The Nemotron-Personas HF collection is a growing family of multilingual, region-specific synthetic persona datasets (currently covering seven countries and nine language variants with roughly 53 million personas in total), each grounded in real-world demographic and geographic distributions. Behind every dataset is the same NeMo Data Designer compound-AI pipeline, adapted per region. And while the public release is a useful artifact in its own right, what’s less visible is just how much these personas show up in Nemotron model training itself: seeding long-context samples, tool-use rollouts, formal-logic data, safety refusals, and general chat. This post pulls back the curtain on both halves of that story: how the collection is built, and how it is used.
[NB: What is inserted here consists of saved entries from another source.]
use crate::core::objective::Objective;
use crate::models::{CycleStatus, Operation, OperationStatus, Outcome};
use crate::session::Session;

#[derive(Debug, Clone)]
pub struct CycleReport {
    pub session_name: String,
    pub status: CycleStatus,
    pub progressive: bool,

    // Objective
    pub objective: Objective,

    // Performance
    pub initial_balance: f64,
    pub final_balance: f64,
    pub total_pnl: f64,
    pub total_return_pct: f64,

    // Operations
    pub resolved: usize,
    pub wins: usize,
    pub losses: usize,
    pub win_rate: f64,
    pub sub_cycles_won: usize,
    pub sub_cycles_lost: usize,
    pub next_stake: Option<f64>,

    pub operations: Vec<Operation>,
}

impl CycleReport {
    pub fn from_session(session: &Session) -> Self {
        let cfg = session.config();
        let operations = session.operations().to_vec();

        let in_cycle: Vec<&Operation> = operations
            .iter()
            .filter(|op| op.status != OperationStatus::OutOfCycle)
            .collect();
        let resolved: Vec<&&Operation> = in_cycle.iter().filter(|op| !op.is_pending()).collect();
        let wins = resolved.iter().filter(|op| op.result == Some(Outcome::Win)).count();
        let losses = resolved.len() - wins;

        let final_balance = resolved
            .last()
            .map(|op| op.balance)
            .unwrap_or(cfg.total_risk);
        let total_pnl = final_balance - cfg.total_risk;

        let sub_cycles_won = in_cycle
            .iter()
            .filter(|op| matches!(op.status, OperationStatus::Won { .. }))
            .count();
        let sub_cycles_lost = in_cycle
            .iter()
            .filter(|op| matches!(op.status, OperationStatus::Lost { .. }))
            .count();

        Self {
            session_name: session.name.clone(),
            status: session.cycle_status(),
            progressive: cfg.progressive_mode,
            objective: session.objective(),
            initial_balance: cfg.total_risk,
            final_balance,
            total_pnl,
            total_return_pct: total_pnl / cfg.total_risk * 100.0,
            resolved: resolved.len(),
            wins,
            losses,
            win_rate: if resolved.is_empty() {
                0.0
            } else {
                wins as f64 / resolved.len() as f64 * 100.0
            },
            sub_cycles_won,
            sub_cycles_lost,
            next_stake: session.engine().next_stake(),
            operations,
        }
    }

    pub fn print_summary(&self) {
        println!("\n{}", "=".repeat(70));
        println!("  MASANIELLO CYCLE: {}", self.session_name);
        println!("{}", "=".repeat(70));
        println!(
            "  Status:      {}{}",
            self.status,
            if self.progressive { " (progressive)" } else { "" }
        );
        println!();
        println!("  OBJECTIVE");
        println!("  ───────────────────────────────────");
        println!("  Win Rate:    {:.2}%", self.objective.required_win_rate);
        println!("  Profit:      ${:+.2} ({:.2}%)", self.objective.profit, self.objective.profit_percent);
        println!("  Target:      ${:.2}", self.objective.target_balance);
        println!();
        println!("  PERFORMANCE");
        println!("  ───────────────────────────────────");
        println!("  Initial:     ${:.2}", self.initial_balance);
        println!("  Balance:     ${:.2}", self.final_balance);
        println!("  PnL:         ${:+.2}", self.total_pnl);
        println!("  Return:      {:+.1}%", self.total_return_pct);
        println!();
        println!("  OPERATIONS");
        println!("  ───────────────────────────────────");
        println!("  Resolved:    {}", self.resolved);
        println!("  Win/Loss:    {} / {}", self.wins, self.losses);
        println!("  Win Rate:    {:.1}%", self.win_rate);
        if self.progressive {
            println!(
                "  Sub-cycles:  {} won / {} lost",
                self.sub_cycles_won, self.sub_cycles_lost
            );
        }
        match self.next_stake {
            Some(stake) => println!("  Next Stake:  ${:.2}", stake),
            None => println!("  Next Stake:  -"),
        }

        if !self.operations.is_empty() {
            println!();
            println!("  HISTORY");
            println!("  ───────────────────────────────────");
            for (i, op) in self.operations.iter().enumerate() {
                println!(
                    "  {:>3}. {:>4} | stake ${:>9.2} | PnL ${:>+9.2} | bal ${:>9.2} | WR {:>5.1}% | {}",
                    i + 1,
                    op.result.map(|r| r.as_str()).unwrap_or("-"),
                    op.amount,
                    op.profit,
                    op.balance,
                    op.win_rate,
                    op.status
                );
            }
        }

        println!("{}", "=".repeat(70));
    }
}

#[cfg(test)]
mod tests {
    use super::*;
    use crate::core::matrix::MatrixCache;
    use crate::test_helpers::cycle_config;

    #[test]
    fn report_counts_resolved_operations() {
        let cache = MatrixCache::new();
        let mut s = Session::new(1, "report", cycle_config(10, 4), &cache).unwrap();
        for outcome in [Outcome::Win, Outcome::Loss, Outcome::Win] {
            s.mark_result(outcome).unwrap();
        }

        let report = CycleReport::from_session(&s);
        assert_eq!(report.resolved, 3);
        assert_eq!(report.wins, 2);
        assert_eq!(report.losses, 1);
        assert_eq!(report.status, CycleStatus::Active);
        assert_eq!(report.operations.len(), 4);
        assert_eq!(report.next_stake, Some(report.operations[3].amount));
        assert!((report.final_balance - report.operations[2].balance).abs() < 1e-12);
    }

    #[test]
    fn won_cycle_report_hits_target() {
        let cache = MatrixCache::new();
        let mut s = Session::new(1, "won", cycle_config(3, 1), &cache).unwrap();
        s.mark_result(Outcome::Loss).unwrap();
        s.mark_result(Outcome::Win).unwrap();

        let report = CycleReport::from_session(&s);
        assert_eq!(report.status, CycleStatus::Won);
        assert!((report.final_balance - report.objective.target_balance).abs() < 1e-9);
        assert!((report.total_pnl - report.objective.profit).abs() < 1e-9);
        assert_eq!(report.next_stake, None);
    }
}
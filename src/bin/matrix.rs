use anyhow::Result;
use tracing_subscriber::{fmt, EnvFilter};

use masaniello::config::Config;
use masaniello::core::{build_matrix, Objective};

/// Prints the payoff matrix. Arguments override the environment:
/// matrix [operations] [wins] [payout%]
fn main() -> Result<()> {
    let cfg = Config::from_env();

    let filter = EnvFilter::try_from_default_env()
        .unwrap_or_else(|_| EnvFilter::new(&cfg.log_level));

    fmt()
        .with_env_filter(filter)
        .with_target(false)
        .with_timer(fmt::time::UtcTime::rfc_3339())
        .init();

    let args: Vec<String> = std::env::args().collect();

    let mut cycle = cfg.cycle;
    cycle.operation_count = args
        .get(1)
        .and_then(|s| s.parse().ok())
        .unwrap_or(cycle.operation_count);
    cycle.expected_wins = args
        .get(2)
        .and_then(|s| s.parse().ok())
        .unwrap_or(cycle.expected_wins);
    cycle.broker_payout = args
        .get(3)
        .and_then(|s| s.parse().ok())
        .unwrap_or(cycle.broker_payout);

    let matrix = build_matrix(cycle.operation_count, cycle.expected_wins, cycle.payout_ratio())?;
    let objective = Objective::new(&cycle, &matrix);

    println!(
        "N={} K={} P={:.4}  profit {:.2}%  target ${:.2} on ${:.2}",
        cycle.operation_count,
        cycle.expected_wins,
        cycle.payout_ratio(),
        objective.profit_percent,
        objective.target_balance,
        cycle.total_risk
    );
    println!();

    print!("{:>6}", "ops\\w");
    for wins in 0..cycle.expected_wins {
        print!("{:>12}", wins);
    }
    println!();

    for (played, row) in matrix.rows().iter().enumerate() {
        print!("{:>6}", played);
        for cell in row {
            match cell {
                Some(c) => print!("{:>12.6}", c),
                None => print!("{:>12}", "-"),
            }
        }
        println!();
    }

    Ok(())
}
Want to dive straight into code? Open the companion Colab notebook — or read on for the full story.

The growing Nemotron-Personas collection powering Nemotron model training. Multi-locale synthetic personas grounded in real demographic, geographic, and personality-trait distributions.
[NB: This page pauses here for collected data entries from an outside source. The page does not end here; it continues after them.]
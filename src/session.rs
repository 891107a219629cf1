use chrono::{DateTime, Utc};
use serde::{Deserialize, Serialize};
use tracing::info;

use crate::config::CycleConfig;
use crate::core::engine::{CycleEngine, DeletedOperation};
use crate::core::matrix::MatrixCache;
use crate::core::objective::Objective;
use crate::error::{EngineError, EngineResult, OperationRef};
use crate::models::{CycleStatus, Operation, Outcome};

/// Serializable view of a session, suitable for whatever store the host uses.
#[derive(Debug, Clone, PartialEq, Serialize, Deserialize)]
pub struct SessionSnapshot {
    pub id: u64,
    pub name: String,
    pub created_at: DateTime<Utc>,
    pub config: CycleConfig,
    pub operations: Vec<Operation>,
    pub cycle_status: CycleStatus,
}

/// A named cycle plus the single undo slot for deletions.
#[derive(Debug)]
pub struct Session {
    pub id: u64,
    pub name: String,
    pub created_at: DateTime<Utc>,
    engine: CycleEngine,
    deleted: Option<DeletedOperation>,
}

impl Session {
    pub fn new(id: u64, name: &str, config: CycleConfig, cache: &MatrixCache) -> EngineResult<Self> {
        let matrix = cache.get_or_build(&config)?;
        Ok(Self {
            id,
            name: name.to_string(),
            created_at: Utc::now(),
            engine: CycleEngine::new(config, matrix)?,
            deleted: None,
        })
    }

    /// Rebuilds a session from a snapshot. Derived fields are recomputed, so a
    /// stale snapshot comes back consistent. A history with an unresolved
    /// operation anywhere but last is rejected.
    pub fn restore(snapshot: SessionSnapshot, cache: &MatrixCache) -> EngineResult<Self> {
        let matrix = cache.get_or_build(&snapshot.config)?;
        Ok(Self {
            id: snapshot.id,
            name: snapshot.name,
            created_at: snapshot.created_at,
            engine: CycleEngine::with_operations(snapshot.config, matrix, snapshot.operations)?,
            deleted: None,
        })
    }

    pub fn snapshot(&self) -> SessionSnapshot {
        let result = self.engine.get_result();
        SessionSnapshot {
            id: self.id,
            name: self.name.clone(),
            created_at: self.created_at,
            config: *self.engine.config(),
            operations: result.operations,
            cycle_status: result.cycle_status,
        }
    }

    pub fn engine(&self) -> &CycleEngine {
        &self.engine
    }

    pub fn config(&self) -> &CycleConfig {
        self.engine.config()
    }

    pub fn operations(&self) -> &[Operation] {
        self.engine.operations()
    }

    pub fn cycle_status(&self) -> CycleStatus {
        self.engine.cycle_status()
    }

    pub fn objective(&self) -> Objective {
        Objective::new(self.engine.config(), self.engine.matrix())
    }

    pub fn rename(&mut self, name: &str) {
        self.name = name.to_string();
    }

    pub fn mark_result(&mut self, outcome: Outcome) -> EngineResult<CycleStatus> {
        self.engine.mark_result(outcome)
    }

    pub fn update_result(&mut self, operation_id: u64, outcome: Outcome) -> EngineResult<()> {
        let index = self
            .engine
            .position_of(operation_id)
            .ok_or(EngineError::OperationNotFound(OperationRef::Id(operation_id)))?;
        self.engine.update_operation_result(index, outcome)
    }

    /// Deletes an operation and keeps it for one undo. A later delete replaces
    /// the previous undo.
    pub fn delete_operation(&mut self, operation_id: u64) -> EngineResult<&Operation> {
        let deleted = self.engine.delete_operation(operation_id)?;
        Ok(self.deleted.insert(deleted).operation())
    }

    pub fn pending_undo(&self) -> Option<&Operation> {
        self.deleted.as_ref().map(DeletedOperation::operation)
    }

    pub fn undo_delete(&mut self) -> EngineResult<()> {
        let deleted = self.deleted.take().ok_or(EngineError::EmptyHistory)?;
        self.engine.restore_operation(deleted)
    }

    pub fn reset_cycle(&mut self) {
        info!("Session '{}': cycle reset", self.name);
        self.engine.reset();
        self.deleted = None;
    }

    /// Applies a new configuration, replaying the history against its matrix.
    pub fn update_config(&mut self, config: CycleConfig, cache: &MatrixCache) -> EngineResult<()> {
        config.validate()?;
        let matrix = cache.get_or_build(&config)?;
        self.engine.rebind(config, matrix)?;
        info!(
            "Session '{}': config updated (N={}, K={}, payout {}%)",
            self.name, config.operation_count, config.expected_wins, config.broker_payout
        );
        Ok(())
    }
}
Why grounded synthetic personas matter

It’s easy to underestimate what a really good persona seed buys you. Three angles worth keeping in mind:

Distributional faithfulness for sovereign AI. Models trained on synthetic data that doesn’t reflect the actual demographics of a region inherit subtle biases: over-representing some groups, under-representing others, getting cultural context wrong. For sovereign-AI work, this matters a lot. Grounding personas in census + administrative data closes that gap before the LLM ever sees the data.
Diversity that random sampling can’t produce. “Generate 10,000 customer queries” with no seed and an LLM will give you 10,000 variations on the same handful of latent personas. Conditioning each query on a distinct, demographically-grounded persona forces the model to span the actual population it’ll be deployed against — the conscientious 62-year-old retired electrician in Pittsburgh, the 24-year-old graduate student in Bengaluru, the elementary-school teacher in Lille. Each yields a meaningfully different prompt.
Reusable seed material. Once a persona has a name, a demographic profile, an OCEAN vector, and a coherent backstory, any downstream pipeline can attach to it: a tool-use environment, a long-context construction, a safety-refusal template, a roleplay scenario. The collection acts as a library — generate the personas once, reuse them across training stages.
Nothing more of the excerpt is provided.